The Inside of Love
I pressed call and called you and you answered.
We spoke and I laughed, you cried and we understood one another.
At that point, I believed we clicked.
Only, it wasn’t too long before you faded and the pages caught fire. I wanted these words to be permanent. Life does not kiss hearts with pink.

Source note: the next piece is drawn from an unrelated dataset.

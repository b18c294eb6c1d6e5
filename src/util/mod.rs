//! Shared utilities for disposal-lint.

mod position;

pub use position::{offset_to_position, offset_to_utf16_position};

Interesting addition to the clothes I wear.
I add many things to this small, zipped, denim location.
Tissue, paracetamol, lip-balm, eye-drops, hand cream, lemon sherbet drops and a three page letter.
I wrote about 2020.
I transferred pain from my heart, to these pages, to my pocket.
I released everything. Yet, I keep memories folded and close by.
Maybe, they’ll wash away the deeper I stride into this scenic lake.
The only thing that matters is my birth.
In the sky.
In the forest.
In the sea.
I found you beside my bed watching me breathe, during sleep.
I found you in my kitchen, toasting bagels and pouring juice.
I found you on my sofa, snuggled on my breasts. Free and loose.
In the sea.
In the forest.
In the sky.
I found your love in my heart and passion that never dies.
The bright hue of Scarlett.
The warm scent of new.
The heavyweight of sorrow.
The belief of love renewed.
The reality of intention and deception.
The thoughts so dark and grey.
The scope of fame and fortune, with clickbait, added each day.
The whores attitude of your attitude towards my existence.
The ego you blow up and in my space, the knife stabbed through to mitigate it.
The blue blocks of builds hiding the levels of coerced promotions.
The white lines of the show you glamorise as actualisation.
The whisky you take straight on a Tuesday afternoon.
The roar from my heart at the sign of a new moon.
The rust from your mindset as it’s set in its ways.
Love me, love me not I don’t care anymore, anyway.
I love you.
But I love the world around us even more.
I love our sky.
I love our sea.
I love the air we breathe.
I love the swans paddling by on a warm summers day.
I love the peace of mind when drama and pain fade away.
I love your eyes.
I love your mind.
I love your brain in its entirety.
I love your soul.
I love your heart.
Every heartbeat counts, no authority.
I love the way your smile beams through to my vision.
I love your warmth, including extra love only emissions.
I love your kisses.
I love your touch.
I love our love when love is never too much.
Leave handprints on my ass.
I’ve never met a man like you before.
You challenge me.
I’m gushing through my white lace panties.
Currently, I’m dating an amazing man.
We have great sex and commitment.
Shout out to our future darling.
Everything is rosy.
I said ‘no’ softly.
I opened and welcomed you in.
You were comfortable.
I felt joy.
Years upon years it has taken to build the wall.
In moments you melted it all away.
I’ve been on a journey, I was doused in a toxic curse. I’ve cried a million times over and even then the toxicity remained undisturbed. – Unique
You used a blue highlighter and pulled me in to read your words.
You stood tall and spoke your wishes into our universe.
You remained calm and spoke your confidence into my ears.
You took hold of my body, a body I’ve disliked over time. You opened up my mind and breathed your dreams into my life.
Your confidence is beautiful and your mindset is amazing. I tried to push you, but you stayed where you felt most comfortable and helped to ease my anxiety away.
You stepped up to my self-critical words and stripped my layers off.
You pulsated inside me and held me tight.
At that moment, I felt lifted and wonderful that you knew from day one, that everything will be alright.
Stop preein’ me
Quit your sexualised thoughts, I can’t read them and thank our universe I can’t see them.
I know, you imagine what it would’ve been like if I let you fuck me.
Now, listen like a bitch and stay the fuck outta my space.